Government Survey: Hate Crimes Trending Downward
The Department of Justice (DOJ) has released a major new report showing that hate crimes have decreased nationally since 2003 — a trend that mirrors a general drop in all kinds of violent crime over the same period.
The June 16 study by the DOJ’s Bureau of Justice Statistics (BJS) was based on detailed surveys of a statistically representative sample of the population. It found an annual average of 195,000 hate crime victimizations between 2003 and 2009, with the numbers bouncing around from year to year but declining overall, from 239,400 in 2003 to 148,400 in 2009. An earlier BJS study, using the same survey methodology but examining hate crimes during the 2000-2003 period, found an average of 210,000 hate crime victimizations per year.

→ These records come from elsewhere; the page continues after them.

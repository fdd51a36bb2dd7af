use fdl_types::{BlockHash, DepositId, FileHash, OwnerId, Timestamp};
use serde::{Deserialize, Serialize};

use crate::block::BlockInfo;

/// Metadata about one deposited file; the payload of every non-genesis block.
///
/// Field order is part of the block hash (it fixes the JSON rendering) and
/// must not change.
#[derive(Clone, Debug, PartialEq, Eq, Serialize, Deserialize)]
#[serde(rename_all = "camelCase")]
pub struct DepositRecord {
    pub id: DepositId,
    pub file_hash: FileHash,
    pub owner_id: OwnerId,
    pub file_name: String,
    pub file_size: u64,
    pub file_type: String,
    pub deposit_time: Timestamp,
}

impl DepositRecord {
    /// Combine an upload request with an allocated id.
    pub fn from_request(id: DepositId, request: DepositRequest, deposit_time: Timestamp) -> Self {
        Self {
            id,
            file_hash: request.file_hash,
            owner_id: request.owner_id,
            file_name: request.file_name,
            file_size: request.file_size,
            file_type: request.file_type,
            deposit_time,
        }
    }
}

/// What the upload flow hands over once it has stored a file and
/// fingerprinted it. The ledger never sees file bytes.
#[derive(Clone, Debug, PartialEq, Eq, Serialize, Deserialize)]
#[serde(rename_all = "camelCase")]
pub struct DepositRequest {
    pub file_hash: FileHash,
    pub file_name: String,
    pub file_size: u64,
    pub file_type: String,
    pub owner_id: OwnerId,
}

/// Returned to the upload flow after a successful deposit.
#[derive(Clone, Debug, PartialEq, Eq, Serialize, Deserialize)]
#[serde(rename_all = "camelCase")]
pub struct DepositReceipt {
    pub deposit_id: DepositId,
    pub block_index: u64,
    pub block_hash: BlockHash,
    pub prev_block_hash: BlockHash,
}

/// A deposit record together with the block that carries it.
#[derive(Clone, Debug, PartialEq, Eq, Serialize, Deserialize)]
#[serde(rename_all = "camelCase")]
pub struct DepositEntry {
    pub record: DepositRecord,
    pub block: BlockInfo,
}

The decline, Northeastern University criminology professor and hate crimes expert Jack McDevitt told the Intelligence Report, appears to be part of a national decline in violent crime overall. The apparent reasons for that decline, which likely apply to hate crimes as well, include the shrinking of the national population of 16- to 24-year-olds, who are by far the most crime-prone population cohort; the rise of effective community policing strategies around the country; and the diminished use of particularly crime-associated drugs like crack cocaine and methamphetamines, he said.
The FBI each year publishes the number of hate crimes reported by law enforcement departments to the states, which then report to the FBI. But those numbers have always been small — between about 6,000 and 10,000 a year, depending on the year. When the BJS published its first study based on victimization surveys, examining the 2000-2003 period, it showed for the first time that the real level of hate crime was almost certainly vastly higher than the FBI national statistics suggested.
McDevitt said that although the numbers based on the victimization surveys are considered more accurate than those reported by police departments — in part, because they include crimes never reported to authorities — they are still only an estimate based on a fairly small sample. But he said he has been independently studying the statistics recently and has seen a similar drop in hate crimes over recent years, although a drop less precipitous than that of violent crime overall.
McDevitt added that the fact that the two BJS studies had similar findings — the earlier study, for instance, found that 56% of hate crimes were not reported to police, while the new one found that number was 55% — added to his confidence level. “So we know there are a lot of unreported hate crimes,” he said. “I just wouldn’t hang my hat on either set of numbers definitively, the BJS or the FBI numbers. But I do think that between those two, the real level is closer to the BJS numbers.”
The new report included several other interesting findings:
• Violence was involved in far higher percentage of hate crimes than non-hate crimes — 87% compared to 23%. The earlier BJS study found a similar trend.
• Hate crime victims knew their victimizers 37% of the time, compared to 50% for non-hate crime victims.
• Between 2003 and 2009, on average, 32% of hate crime victimizations occurred at or near victims’ homes, while 24% occurred in a street, parking lot or on public transportation. Another 18% took place at school.
• The majority of violent hate crimes were interracial, while the majority of non-hate crime violent crimes were intraracial. In a related finding, nearly 90% of hate crimes victimizations during the 2003-2009 period were perceived by their victims to be racially or ethnically motivated.